_DIRECTIONS_
Where in the records does the word "command" occur? Copy each line in which it does.

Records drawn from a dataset
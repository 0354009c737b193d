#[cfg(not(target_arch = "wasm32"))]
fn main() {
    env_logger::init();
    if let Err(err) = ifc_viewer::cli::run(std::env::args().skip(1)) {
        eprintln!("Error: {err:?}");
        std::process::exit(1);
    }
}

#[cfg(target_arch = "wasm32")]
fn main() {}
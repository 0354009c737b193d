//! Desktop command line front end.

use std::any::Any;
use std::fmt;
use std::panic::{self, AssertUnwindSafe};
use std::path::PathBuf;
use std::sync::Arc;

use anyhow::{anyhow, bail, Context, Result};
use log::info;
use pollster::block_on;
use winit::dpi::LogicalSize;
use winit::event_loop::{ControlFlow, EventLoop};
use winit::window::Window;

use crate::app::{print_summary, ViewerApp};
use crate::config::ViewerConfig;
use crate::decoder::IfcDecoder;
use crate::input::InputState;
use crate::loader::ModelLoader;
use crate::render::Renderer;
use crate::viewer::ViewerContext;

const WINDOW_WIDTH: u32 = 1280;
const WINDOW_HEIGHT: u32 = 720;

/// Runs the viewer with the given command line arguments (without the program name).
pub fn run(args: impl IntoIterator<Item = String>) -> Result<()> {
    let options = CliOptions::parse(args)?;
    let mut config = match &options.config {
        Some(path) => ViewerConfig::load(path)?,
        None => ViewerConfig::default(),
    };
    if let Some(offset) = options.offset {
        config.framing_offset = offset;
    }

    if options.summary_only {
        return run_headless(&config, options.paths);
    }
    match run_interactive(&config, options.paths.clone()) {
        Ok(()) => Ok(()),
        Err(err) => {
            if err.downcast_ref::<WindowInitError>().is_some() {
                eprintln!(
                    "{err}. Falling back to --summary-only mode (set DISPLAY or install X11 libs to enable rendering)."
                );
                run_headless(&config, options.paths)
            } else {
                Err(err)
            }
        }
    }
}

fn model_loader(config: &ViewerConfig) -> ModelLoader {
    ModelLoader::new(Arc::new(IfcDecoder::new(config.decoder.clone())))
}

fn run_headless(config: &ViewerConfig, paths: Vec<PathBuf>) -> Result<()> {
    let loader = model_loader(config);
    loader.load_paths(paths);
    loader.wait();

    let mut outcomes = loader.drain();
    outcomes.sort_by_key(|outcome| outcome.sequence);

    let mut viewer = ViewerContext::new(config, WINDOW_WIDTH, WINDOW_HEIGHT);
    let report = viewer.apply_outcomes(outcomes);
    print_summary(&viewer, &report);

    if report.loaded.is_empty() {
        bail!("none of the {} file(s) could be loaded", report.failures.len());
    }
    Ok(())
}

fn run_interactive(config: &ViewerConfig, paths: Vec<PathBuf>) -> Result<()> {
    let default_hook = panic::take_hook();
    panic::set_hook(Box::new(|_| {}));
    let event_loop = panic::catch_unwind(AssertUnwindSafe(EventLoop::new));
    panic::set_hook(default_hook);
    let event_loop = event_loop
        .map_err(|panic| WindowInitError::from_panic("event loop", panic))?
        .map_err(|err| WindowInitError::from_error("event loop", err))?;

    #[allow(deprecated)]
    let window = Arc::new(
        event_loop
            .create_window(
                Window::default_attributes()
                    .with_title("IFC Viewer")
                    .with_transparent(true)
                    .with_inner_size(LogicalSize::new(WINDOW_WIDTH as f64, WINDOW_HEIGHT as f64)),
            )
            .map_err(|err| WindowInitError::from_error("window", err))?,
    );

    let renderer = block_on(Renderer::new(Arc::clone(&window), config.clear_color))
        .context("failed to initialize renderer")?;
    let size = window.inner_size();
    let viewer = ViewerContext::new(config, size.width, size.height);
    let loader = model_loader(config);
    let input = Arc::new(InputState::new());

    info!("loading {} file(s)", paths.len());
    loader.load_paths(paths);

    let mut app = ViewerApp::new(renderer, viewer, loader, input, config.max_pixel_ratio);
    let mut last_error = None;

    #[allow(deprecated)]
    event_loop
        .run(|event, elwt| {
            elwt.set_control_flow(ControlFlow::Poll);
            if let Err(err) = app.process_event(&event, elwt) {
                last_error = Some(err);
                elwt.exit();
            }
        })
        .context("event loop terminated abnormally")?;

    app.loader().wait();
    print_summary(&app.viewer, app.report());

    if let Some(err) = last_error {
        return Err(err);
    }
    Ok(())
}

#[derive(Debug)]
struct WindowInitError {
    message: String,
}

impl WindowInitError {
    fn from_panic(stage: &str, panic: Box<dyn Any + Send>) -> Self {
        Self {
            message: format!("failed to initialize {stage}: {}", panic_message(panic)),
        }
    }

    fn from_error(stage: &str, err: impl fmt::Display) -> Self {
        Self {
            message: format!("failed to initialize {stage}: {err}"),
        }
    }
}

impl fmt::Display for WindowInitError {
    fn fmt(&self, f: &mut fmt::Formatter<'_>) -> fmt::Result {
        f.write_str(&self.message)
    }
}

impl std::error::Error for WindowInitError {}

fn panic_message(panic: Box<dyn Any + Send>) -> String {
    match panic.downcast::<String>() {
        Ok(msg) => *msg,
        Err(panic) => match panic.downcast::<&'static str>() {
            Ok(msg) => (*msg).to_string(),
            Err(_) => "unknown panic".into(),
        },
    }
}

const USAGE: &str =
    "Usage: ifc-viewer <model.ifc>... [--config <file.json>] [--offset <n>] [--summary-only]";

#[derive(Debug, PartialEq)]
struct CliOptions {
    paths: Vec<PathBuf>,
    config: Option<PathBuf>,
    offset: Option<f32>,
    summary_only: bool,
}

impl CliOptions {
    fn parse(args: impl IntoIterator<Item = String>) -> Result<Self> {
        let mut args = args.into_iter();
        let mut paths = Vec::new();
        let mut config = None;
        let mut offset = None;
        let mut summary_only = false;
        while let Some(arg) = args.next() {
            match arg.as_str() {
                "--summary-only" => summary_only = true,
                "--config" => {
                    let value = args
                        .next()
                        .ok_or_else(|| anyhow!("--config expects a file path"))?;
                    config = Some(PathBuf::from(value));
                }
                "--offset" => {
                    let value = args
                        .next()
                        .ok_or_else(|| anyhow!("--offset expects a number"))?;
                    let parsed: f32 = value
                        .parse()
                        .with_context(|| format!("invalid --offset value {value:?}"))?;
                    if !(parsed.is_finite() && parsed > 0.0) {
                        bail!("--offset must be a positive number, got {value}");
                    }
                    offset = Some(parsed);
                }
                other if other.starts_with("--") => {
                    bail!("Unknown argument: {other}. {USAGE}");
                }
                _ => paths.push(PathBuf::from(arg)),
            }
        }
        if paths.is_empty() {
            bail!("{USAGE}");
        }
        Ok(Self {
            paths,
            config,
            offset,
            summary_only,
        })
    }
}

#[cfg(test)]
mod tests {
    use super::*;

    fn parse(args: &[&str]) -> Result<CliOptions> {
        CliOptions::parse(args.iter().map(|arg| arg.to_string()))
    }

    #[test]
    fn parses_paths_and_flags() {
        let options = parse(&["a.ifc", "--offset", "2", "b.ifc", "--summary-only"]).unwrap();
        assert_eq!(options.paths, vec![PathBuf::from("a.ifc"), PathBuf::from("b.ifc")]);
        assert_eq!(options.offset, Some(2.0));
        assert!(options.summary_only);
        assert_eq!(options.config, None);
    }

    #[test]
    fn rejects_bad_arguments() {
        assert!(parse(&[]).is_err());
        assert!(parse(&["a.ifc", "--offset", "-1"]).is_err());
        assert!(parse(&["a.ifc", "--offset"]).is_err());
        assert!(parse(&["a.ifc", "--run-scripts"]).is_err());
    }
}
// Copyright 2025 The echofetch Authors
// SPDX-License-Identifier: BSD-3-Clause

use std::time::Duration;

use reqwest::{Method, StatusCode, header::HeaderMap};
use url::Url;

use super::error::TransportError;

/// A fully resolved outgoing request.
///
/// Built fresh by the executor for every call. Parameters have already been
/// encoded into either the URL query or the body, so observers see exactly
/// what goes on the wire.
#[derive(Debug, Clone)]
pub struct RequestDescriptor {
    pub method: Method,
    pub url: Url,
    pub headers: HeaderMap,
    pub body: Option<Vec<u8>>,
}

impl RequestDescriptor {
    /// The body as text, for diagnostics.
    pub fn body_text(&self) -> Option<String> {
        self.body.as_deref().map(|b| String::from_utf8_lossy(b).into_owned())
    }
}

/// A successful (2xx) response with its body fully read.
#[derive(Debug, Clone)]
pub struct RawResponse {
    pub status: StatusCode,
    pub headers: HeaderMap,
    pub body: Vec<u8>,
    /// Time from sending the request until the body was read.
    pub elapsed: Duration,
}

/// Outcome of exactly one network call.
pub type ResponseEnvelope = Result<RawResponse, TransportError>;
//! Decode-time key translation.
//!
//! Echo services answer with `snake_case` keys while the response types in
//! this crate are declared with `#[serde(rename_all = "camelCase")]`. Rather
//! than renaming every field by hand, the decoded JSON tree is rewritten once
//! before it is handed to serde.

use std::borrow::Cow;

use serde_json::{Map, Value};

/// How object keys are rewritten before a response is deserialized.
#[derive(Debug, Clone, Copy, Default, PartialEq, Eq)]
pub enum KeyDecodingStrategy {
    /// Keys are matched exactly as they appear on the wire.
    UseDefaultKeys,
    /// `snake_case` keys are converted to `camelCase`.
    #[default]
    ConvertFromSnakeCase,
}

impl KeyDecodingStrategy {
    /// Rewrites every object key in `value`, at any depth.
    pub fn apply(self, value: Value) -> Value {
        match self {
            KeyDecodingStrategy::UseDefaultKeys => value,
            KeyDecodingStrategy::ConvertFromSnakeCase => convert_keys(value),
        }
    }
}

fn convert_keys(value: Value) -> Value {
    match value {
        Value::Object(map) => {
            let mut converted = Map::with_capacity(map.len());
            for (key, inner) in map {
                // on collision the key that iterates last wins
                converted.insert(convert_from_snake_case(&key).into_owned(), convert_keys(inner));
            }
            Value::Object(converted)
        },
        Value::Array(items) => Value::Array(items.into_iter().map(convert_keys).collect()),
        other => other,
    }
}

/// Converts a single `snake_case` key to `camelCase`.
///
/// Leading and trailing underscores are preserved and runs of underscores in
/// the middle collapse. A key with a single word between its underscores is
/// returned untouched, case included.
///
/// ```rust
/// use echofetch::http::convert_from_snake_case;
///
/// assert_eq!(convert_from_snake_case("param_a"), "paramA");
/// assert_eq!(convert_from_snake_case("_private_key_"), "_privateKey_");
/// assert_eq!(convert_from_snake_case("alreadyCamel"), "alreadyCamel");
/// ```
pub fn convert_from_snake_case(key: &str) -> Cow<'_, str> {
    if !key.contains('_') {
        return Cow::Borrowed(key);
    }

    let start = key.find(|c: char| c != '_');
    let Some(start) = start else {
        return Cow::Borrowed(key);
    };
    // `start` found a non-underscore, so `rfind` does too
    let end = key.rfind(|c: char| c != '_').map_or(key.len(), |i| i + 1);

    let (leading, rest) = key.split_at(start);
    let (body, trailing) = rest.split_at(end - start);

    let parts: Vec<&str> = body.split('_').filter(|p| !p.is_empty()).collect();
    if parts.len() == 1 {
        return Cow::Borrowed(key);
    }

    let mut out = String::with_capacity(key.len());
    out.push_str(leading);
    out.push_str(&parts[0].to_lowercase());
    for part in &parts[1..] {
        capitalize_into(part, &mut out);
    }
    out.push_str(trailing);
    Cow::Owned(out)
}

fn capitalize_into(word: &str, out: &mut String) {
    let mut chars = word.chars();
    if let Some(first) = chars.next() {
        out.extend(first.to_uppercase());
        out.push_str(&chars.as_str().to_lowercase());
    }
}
--
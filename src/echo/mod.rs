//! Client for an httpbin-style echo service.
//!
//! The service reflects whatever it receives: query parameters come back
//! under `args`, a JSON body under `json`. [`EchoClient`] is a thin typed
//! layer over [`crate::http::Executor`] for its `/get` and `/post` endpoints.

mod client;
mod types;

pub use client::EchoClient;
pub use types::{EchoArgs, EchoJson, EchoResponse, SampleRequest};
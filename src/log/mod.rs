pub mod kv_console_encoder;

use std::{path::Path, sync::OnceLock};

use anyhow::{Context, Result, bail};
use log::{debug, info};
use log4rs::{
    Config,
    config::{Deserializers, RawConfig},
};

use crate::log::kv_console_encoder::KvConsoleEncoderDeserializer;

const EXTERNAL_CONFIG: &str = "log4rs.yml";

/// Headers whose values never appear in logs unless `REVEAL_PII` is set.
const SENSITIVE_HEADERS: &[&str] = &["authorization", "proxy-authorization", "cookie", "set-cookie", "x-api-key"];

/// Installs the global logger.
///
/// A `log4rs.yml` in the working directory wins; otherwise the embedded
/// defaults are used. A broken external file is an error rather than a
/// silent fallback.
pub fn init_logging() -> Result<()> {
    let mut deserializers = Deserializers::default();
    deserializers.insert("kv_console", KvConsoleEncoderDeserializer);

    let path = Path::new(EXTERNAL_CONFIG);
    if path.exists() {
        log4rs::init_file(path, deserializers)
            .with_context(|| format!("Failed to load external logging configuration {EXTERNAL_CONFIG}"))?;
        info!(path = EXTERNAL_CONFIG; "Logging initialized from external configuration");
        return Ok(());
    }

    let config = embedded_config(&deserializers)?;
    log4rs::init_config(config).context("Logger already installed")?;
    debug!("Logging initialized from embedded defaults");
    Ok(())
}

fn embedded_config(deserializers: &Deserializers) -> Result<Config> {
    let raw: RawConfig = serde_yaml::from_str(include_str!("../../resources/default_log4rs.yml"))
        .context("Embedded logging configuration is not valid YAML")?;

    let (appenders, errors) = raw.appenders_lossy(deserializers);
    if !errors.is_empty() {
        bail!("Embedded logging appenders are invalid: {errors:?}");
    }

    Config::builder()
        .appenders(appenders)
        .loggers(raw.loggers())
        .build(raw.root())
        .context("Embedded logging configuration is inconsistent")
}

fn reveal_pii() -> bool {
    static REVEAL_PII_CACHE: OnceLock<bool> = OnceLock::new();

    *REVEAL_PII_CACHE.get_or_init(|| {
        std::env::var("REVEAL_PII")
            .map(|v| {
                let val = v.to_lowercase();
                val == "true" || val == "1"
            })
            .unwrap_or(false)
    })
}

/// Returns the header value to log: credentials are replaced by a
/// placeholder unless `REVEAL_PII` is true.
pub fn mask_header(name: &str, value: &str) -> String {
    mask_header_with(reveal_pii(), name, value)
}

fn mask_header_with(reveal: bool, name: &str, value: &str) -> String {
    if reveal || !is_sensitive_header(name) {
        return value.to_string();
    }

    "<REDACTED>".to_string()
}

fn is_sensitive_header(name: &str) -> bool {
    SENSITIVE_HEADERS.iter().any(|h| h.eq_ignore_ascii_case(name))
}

_RESPONSE AREA_
//! Desktop command line front end.
/// Runs the viewer with the given command line arguments (without the program name).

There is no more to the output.